Denken Sie daran, einen Arzt zu konsultieren, wenn Sie ungewöhnliche Symptome verspüren oder die Symptome andauern oder wenn Sie Fieber vermuten. Rufen Sie sofort einen Arzt oder Krankenwagen, wenn jemand eine heiße, trockene Haut, Deliriumssymptome oder Krämpfe bekommt oder bewusstlos ist.
Die #KeepCool-Kampagne von WHO/Europa soll daran erinnern, dass proaktive Maßnahmen, sowohl auf individueller als auch kollektiver Ebene, für den Schutz von Gesundheit und Wohlbefinden in einer zunehmend wärmeren Welt unerlässlich sind. Indem wir die Risiken verstehen, unser Verhalten ändern und aufeinander achten, können wir unsere Gesundheitssysteme unterstützen und dafür sorgen, dass der Sommer eine Zeit des Vergnügens bleibt und nicht zu einer Zeit der Gefahr wird.

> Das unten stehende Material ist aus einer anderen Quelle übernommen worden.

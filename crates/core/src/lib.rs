pub mod config;
pub mod util;

use axum::{
    http::StatusCode,
    response::{IntoResponse, Response},
};

/// Broad category of a [`SyncError`].
#[derive(Debug, Clone, Copy, PartialEq, Eq)]
pub enum ErrorKind {
    Authentication,
    Validation,
    NotFound,
    Upstream,
    Filesystem,
}

/// Failure of a single webhook delivery. Every variant terminates the request
/// with `400 Bad Request` and the message as a plain-text body.
#[derive(Debug, thiserror::Error)]
pub enum SyncError {
    /// Missing, malformed or incorrect signature.
    #[error("{0}")]
    Authentication(String),
    /// Malformed JSON or unexpected payload shape.
    #[error("{0}")]
    Validation(String),
    /// The requested artifact is absent from the listing.
    #[error("{0}")]
    NotFound(String),
    /// Network failure or non-2xx response from an outbound call.
    #[error("{0}")]
    Upstream(String),
    /// Extraction or directory replacement failed.
    #[error("{0}")]
    Filesystem(String),
}

impl SyncError {
    pub fn kind(&self) -> ErrorKind {
        match self {
            Self::Authentication(_) => ErrorKind::Authentication,
            Self::Validation(_) => ErrorKind::Validation,
            Self::NotFound(_) => ErrorKind::NotFound,
            Self::Upstream(_) => ErrorKind::Upstream,
            Self::Filesystem(_) => ErrorKind::Filesystem,
        }
    }
}

impl IntoResponse for SyncError {
    fn into_response(self) -> Response {
        match self.kind() {
            ErrorKind::Upstream | ErrorKind::Filesystem => {
                tracing::error!(kind = ?self.kind(), "{self}")
            }
            _ => tracing::warn!(kind = ?self.kind(), "{self}"),
        }
        (StatusCode::BAD_REQUEST, self.to_string()).into_response()
    }
}

#[cfg(test)]
mod tests {
    use super::*;

    #[test]
    fn test_error_response_status() {
        let errors = [
            SyncError::Authentication("Invalid signature".into()),
            SyncError::Validation("bad json".into()),
            SyncError::NotFound("missing".into()),
            SyncError::Upstream("HTTP 502".into()),
            SyncError::Filesystem("disk full".into()),
        ];
        for err in errors {
            assert_eq!(err.into_response().status(), StatusCode::BAD_REQUEST);
        }
    }

    #[test]
    fn test_error_kind() {
        assert_eq!(SyncError::NotFound(String::new()).kind(), ErrorKind::NotFound);
        assert_eq!(SyncError::Upstream(String::new()).kind(), ErrorKind::Upstream);
    }
}
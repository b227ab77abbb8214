//! Replace a directory with the contents of a zip archive.
//!
//! The archive is extracted into a staging sibling of the target and then
//! renamed into place while holding a lock for the target path, so
//! concurrent publishes to one target never interleave their contents.

mod archive;
mod locks;
mod swap;

use std::{
    io,
    path::{Path, PathBuf},
};

pub use locks::PathLocks;

use crate::swap::stage;

#[derive(Debug, thiserror::Error)]
pub enum PublishError {
    #[error("{}: {source}", .path.display())]
    Io {
        path: PathBuf,
        #[source]
        source: io::Error,
    },
    #[error("invalid archive: {0}")]
    Archive(#[from] zip::result::ZipError),
    #[error("archive entry {0:?} escapes the output directory")]
    UnsafeEntry(String),
    #[error("invalid target path {}", .0.display())]
    InvalidTarget(PathBuf),
    #[error("publish task failed: {0}")]
    Task(#[from] tokio::task::JoinError),
}

pub(crate) fn io_error(path: &Path) -> impl Fn(io::Error) -> PublishError + '_ {
    move |source| PublishError::Io { path: path.to_path_buf(), source }
}

/// Extract `archive` and swap it into `target`, returning the number of
/// files published.
///
/// Extraction runs without the lock; only the swap is serialized per target.
pub async fn publish(
    locks: &PathLocks,
    archive: PathBuf,
    target: PathBuf,
) -> Result<usize, PublishError> {
    let staged = tokio::task::spawn_blocking(move || stage(&archive, &target)).await??;
    let guard = locks.lock(staged.target()).await;
    // The guard travels with the blocking task so the lock outlives a
    // cancelled caller until the swap has finished
    let files = tokio::task::spawn_blocking(move || {
        let _guard = guard;
        staged.promote()
    })
    .await??;
    tracing::info!("Published {} files", files);
    Ok(files)
}
use std::{ops::ControlFlow, path::PathBuf};

use axum::{
    extract::State,
    http::StatusCode,
    response::{IntoResponse, Response},
};
use preview_sync_core::{SyncError, util};
use preview_sync_github::{
    ARTIFACT_NAME,
    models::{WorkflowRun, WorkflowRunEvent},
    webhook::SignedDelivery,
};
use preview_sync_publish::publish;
use url::Url;

use crate::AppState;

const PING_EVENT: &str = "ping";

/// Successful result of handling a delivery.
#[derive(Debug, Clone, PartialEq, Eq)]
pub enum Outcome {
    Pong,
    /// The delivery was valid but describes nothing to sync.
    Ignored(String),
    Synced { branch: String, files: usize },
}

impl IntoResponse for Outcome {
    fn into_response(self) -> Response {
        let message = match self {
            Outcome::Pong => "pong".to_string(),
            Outcome::Ignored(reason) => reason,
            Outcome::Synced { branch, .. } => format!("Synced {ARTIFACT_NAME} into {branch}"),
        };
        (StatusCode::OK, message).into_response()
    }
}

/// A successful run, resolved to where its artifact should land.
#[derive(Debug)]
struct SyncTarget {
    branch: String,
    artifacts_url: Url,
    dir: PathBuf,
}

fn parse_event(body: &[u8]) -> Result<WorkflowRunEvent, SyncError> {
    serde_json::from_slice(body)
        .map_err(|e| SyncError::Validation(format!("Invalid workflow_run payload: {e}")))
}

/// Only completed, successful runs continue to the sync.
fn filter_event(event: &WorkflowRunEvent) -> Result<ControlFlow<Outcome, &WorkflowRun>, SyncError> {
    if event.action != "completed" {
        return Ok(ControlFlow::Break(Outcome::Ignored(format!(
            "Ignoring action {}",
            event.action
        ))));
    }
    let run = event
        .workflow_run
        .as_ref()
        .ok_or_else(|| SyncError::Validation("Payload has no workflow_run".to_string()))?;
    match run.conclusion.as_deref() {
        Some("success") => Ok(ControlFlow::Continue(run)),
        conclusion => Ok(ControlFlow::Break(Outcome::Ignored(format!(
            "Ignoring conclusion {}",
            conclusion.unwrap_or("[none]")
        )))),
    }
}

fn resolve_target(run: &WorkflowRun, state: &AppState) -> Result<SyncTarget, SyncError> {
    let branch = run
        .head_branch
        .clone()
        .ok_or_else(|| SyncError::Validation("workflow_run has no head_branch".to_string()))?;
    let artifacts_url = run
        .artifacts_url
        .clone()
        .ok_or_else(|| SyncError::Validation("workflow_run has no artifacts_url".to_string()))?;
    let dir = util::branch_dir(&state.config.output.root, &branch)
        .ok_or_else(|| SyncError::Validation(format!("Invalid branch name {branch:?}")))?;
    Ok(SyncTarget { branch, artifacts_url, dir })
}

async fn sync(state: &AppState, target: SyncTarget) -> Result<Outcome, SyncError> {
    let listing = state.github.list_artifacts(&target.artifacts_url).await?;
    let artifact = listing
        .find(ARTIFACT_NAME)
        .ok_or_else(|| SyncError::NotFound(format!("Artifact {ARTIFACT_NAME} not found")))?;

    // Removed on drop, whichever way this function returns
    let workspace = match &state.config.output.workspace_dir {
        Some(dir) => tempfile::tempdir_in(dir),
        None => tempfile::tempdir(),
    }
    .map_err(|e| SyncError::Filesystem(format!("Failed to create workspace: {e}")))?;
    let archive = workspace.path().join("artifact.zip");
    let size = state.github.download_artifact(artifact, &archive).await?;
    tracing::info!("Downloaded {} ({}) for {}", artifact.name, util::size(size), target.branch);

    let files = publish(&state.locks, archive, target.dir)
        .await
        .map_err(|e| SyncError::Filesystem(format!("Failed to publish {}: {e}", target.branch)))?;
    Ok(Outcome::Synced { branch: target.branch, files })
}

/// Sync the `generated_html` artifact of a successful workflow run into the
/// branch's output directory.
pub async fn webhook(
    State(state): State<AppState>,
    SignedDelivery { event, body }: SignedDelivery,
) -> Result<Outcome, SyncError> {
    // Other event names fall through to the payload filter
    if event.as_deref() == Some(PING_EVENT) {
        tracing::info!("Received ping event");
        return Ok(Outcome::Pong);
    }

    let payload = parse_event(&body)?;
    let run = match filter_event(&payload)? {
        ControlFlow::Continue(run) => run,
        ControlFlow::Break(outcome) => {
            tracing::info!("Skipping delivery: {outcome:?}");
            return Ok(outcome);
        }
    };
    let target = resolve_target(run, &state)?;
    tracing::info!("Syncing {} for branch {}", ARTIFACT_NAME, target.branch);
    let outcome = sync(&state, target).await?;
    tracing::info!("{outcome:?}");
    Ok(outcome)
}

Letztlich handelt es sich bei den glühend heißen Sommern in der Region nicht länger um eine gelegentliche Anomalie, sondern um eine dauerhafte, durch den Klimawandel begünstigte Krise der öffentlichen Gesundheit. Wie bei der #KeepCool-Kampagne der WHO ebenso wie im neuen HHAP-Leitfaden betont wird, ist zum Überleben in einer zunehmend wärmeren Welt ein grundlegender Wandel sowohl bei den individuellen Gewohnheiten als auch bei der kollektiven Fürsorge erforderlich.